Provided records below:

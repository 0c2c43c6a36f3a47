//! # Knowledge Chat CLI (`kchat`)
//!
//! ## Commands
//!
//! | Command | Description |
//! |---------|-------------|
//! | `kchat serve` | Start the chat widget HTTP server |
//! | `kchat knowledge set` | Replace the knowledge blob from files and/or text |
//! | `kchat knowledge show` | Print the current knowledge blob |
//! | `kchat ask "<question>"` | Ask a single question |
//! | `kchat chat` | Interactive chat on stdin |
//! | `kchat completions <shell>` | Print shell completions |
//!
//! ## Environment
//!
//! - `OPENROUTER_API_KEY` (or `[completion].api_key_env`): required by
//!   `serve`, `ask`, and `chat`.
//! - `KCHAT_ADMIN_SECRET` (or `[admin].secret_env`): required by `serve`.
//! - `RUST_LOG`: log filter, default `info`.

use anyhow::{Context, Result};
use clap::{CommandFactory, Parser, Subcommand};
use std::path::PathBuf;
use tokio::io::{AsyncBufReadExt, BufReader};
use tracing_subscriber::EnvFilter;

use knowledge_chat::chat::ChatLoop;
use knowledge_chat::completion::CompletionClient;
use knowledge_chat::config::{self, Config, Secrets};
use knowledge_chat::export;
use knowledge_chat::ingest::{self, IngestError, IngestFailure, Upload};
use knowledge_chat::knowledge::KnowledgeStore;
use knowledge_chat::server;
use knowledge_chat::session::Session;

/// Knowledge Chat: answer questions from an admin-managed knowledge snippet.
#[derive(Parser)]
#[command(name = "kchat", version, about)]
struct Cli {
    /// Path to configuration file (TOML). Missing file means defaults.
    #[arg(long, global = true, default_value = "./config/kchat.toml")]
    config: PathBuf,

    #[command(subcommand)]
    command: Commands,
}

#[derive(Subcommand)]
enum Commands {
    /// Start the HTTP server (chat widget + admin panel).
    Serve,

    /// Manage the knowledge blob.
    Knowledge {
        #[command(subcommand)]
        action: KnowledgeAction,
    },

    /// Ask one question against the current knowledge.
    Ask {
        question: String,
    },

    /// Chat interactively on stdin; one question per line.
    Chat {
        /// Write the Question/Answer/Timestamp log here on exit.
        #[arg(long)]
        export: Option<PathBuf>,
    },

    /// Generate shell completions.
    Completions {
        shell: clap_complete::Shell,
    },
}

#[derive(Subcommand)]
enum KnowledgeAction {
    /// Replace the knowledge blob with the given documents and text.
    ///
    /// Documents are concatenated in the order given; the text follows
    /// after a blank line. The result is truncated to `knowledge.max_chars`.
    Set {
        /// PDF, .txt or .md file; repeatable.
        #[arg(long = "file")]
        files: Vec<PathBuf>,
        /// Pasted knowledge text.
        #[arg(long)]
        text: Option<String>,
    },
    /// Print the current knowledge blob.
    Show,
}

#[tokio::main]
async fn main() -> Result<()> {
    tracing_subscriber::fmt()
        .with_env_filter(
            EnvFilter::try_from_default_env().unwrap_or_else(|_| EnvFilter::new("info")),
        )
        .with_writer(std::io::stderr)
        .init();

    let cli = Cli::parse();

    if let Commands::Completions { shell } = cli.command {
        clap_complete::generate(shell, &mut Cli::command(), "kchat", &mut std::io::stdout());
        return Ok(());
    }

    let cfg = config::load_config(&cli.config)?;

    match cli.command {
        Commands::Serve => {
            let secrets = Secrets::from_env(&cfg)?;
            server::run_server(&cfg, secrets).await?;
        }
        Commands::Knowledge { action } => match action {
            KnowledgeAction::Set { files, text } => set_knowledge(&cfg, &files, text.as_deref())?,
            KnowledgeAction::Show => {
                let store = KnowledgeStore::from_config(&cfg.knowledge);
                let text = store.load()?;
                if text.is_empty() {
                    eprintln!("No knowledge uploaded.");
                } else {
                    println!("{}", text);
                }
            }
        },
        Commands::Ask { question } => {
            let chat = cli_chat_loop(&cfg)?;
            let mut session = Session::new("", cfg.chat.max_history);
            let outcome = chat.handle_input(&mut session, &question, false).await;
            if let Some(reply) = outcome.reply() {
                println!("{}", reply);
            }
        }
        Commands::Chat { export: export_path } => {
            let chat = cli_chat_loop(&cfg)?;
            run_interactive(&cfg, &chat, export_path).await?;
        }
        Commands::Completions { .. } => unreachable!(),
    }

    Ok(())
}

fn cli_chat_loop(cfg: &Config) -> Result<ChatLoop> {
    let api_key = config::api_key_from_env(cfg)?;
    let client = CompletionClient::from_config(&cfg.completion, api_key)?;
    // No admin context on the command line, so no secret is needed.
    Ok(ChatLoop::new(
        cfg,
        KnowledgeStore::from_config(&cfg.knowledge),
        client,
        String::new(),
    ))
}

fn set_knowledge(cfg: &Config, files: &[PathBuf], text: Option<&str>) -> Result<()> {
    let mut uploads = Vec::with_capacity(files.len());
    let mut unreadable = Vec::new();
    for path in files {
        let file_name = path
            .file_name()
            .map(|n| n.to_string_lossy().into_owned())
            .unwrap_or_else(|| path.display().to_string());
        match std::fs::read(path) {
            Ok(bytes) => uploads.push(Upload::new(file_name, "", bytes)),
            Err(e) => {
                tracing::warn!(file = %path.display(), error = %e, "skipping unreadable file");
                unreadable.push(IngestFailure {
                    file_name,
                    reason: format!("failed to read {}: {}", path.display(), e),
                });
            }
        }
    }

    let store = KnowledgeStore::from_config(&cfg.knowledge);
    match ingest::save_knowledge(&store, &uploads, text) {
        Ok(report) => {
            print_skipped(unreadable.iter().chain(&report.failures));
            println!(
                "Knowledge saved: {} chars{} -> {}",
                report.chars_saved,
                if report.truncated { " (truncated)" } else { "" },
                store.path().display()
            );
            Ok(())
        }
        Err(IngestError::NoContent { failures }) => {
            print_skipped(unreadable.iter().chain(&failures));
            anyhow::bail!("No content to save")
        }
        Err(e) => Err(e.into()),
    }
}

fn print_skipped<'a>(failures: impl Iterator<Item = &'a IngestFailure>) {
    for f in failures {
        eprintln!("  skipped {}: {}", f.file_name, f.reason);
    }
}

async fn run_interactive(cfg: &Config, chat: &ChatLoop, export_path: Option<PathBuf>) -> Result<()> {
    let mut session = Session::new(&cfg.chat.greeting, cfg.chat.max_history);
    if let Some(greeting) = session.messages().first() {
        println!("bot> {}", greeting.content);
    }

    let mut lines = BufReader::new(tokio::io::stdin()).lines();
    while let Some(line) = lines.next_line().await? {
        let outcome = chat.handle_input(&mut session, &line, false).await;
        if let Some(reply) = outcome.reply() {
            println!("bot> {}", reply);
        }
    }

    if let Some(path) = export_path {
        export::export_turns_to_file(session.turns(), &path)?;
        println!("Exported {} turns to {}", session.turns().len(), path.display());
    }
    Ok(())
}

End of Provided records.

What the task asks » Using the material above, copy every line in which the string "false" occurs.

Finished task »
            let outcome = chat.handle_input(&mut session, &question, false).await;
        let outcome = chat.handle_input(&mut session, &line, false).await;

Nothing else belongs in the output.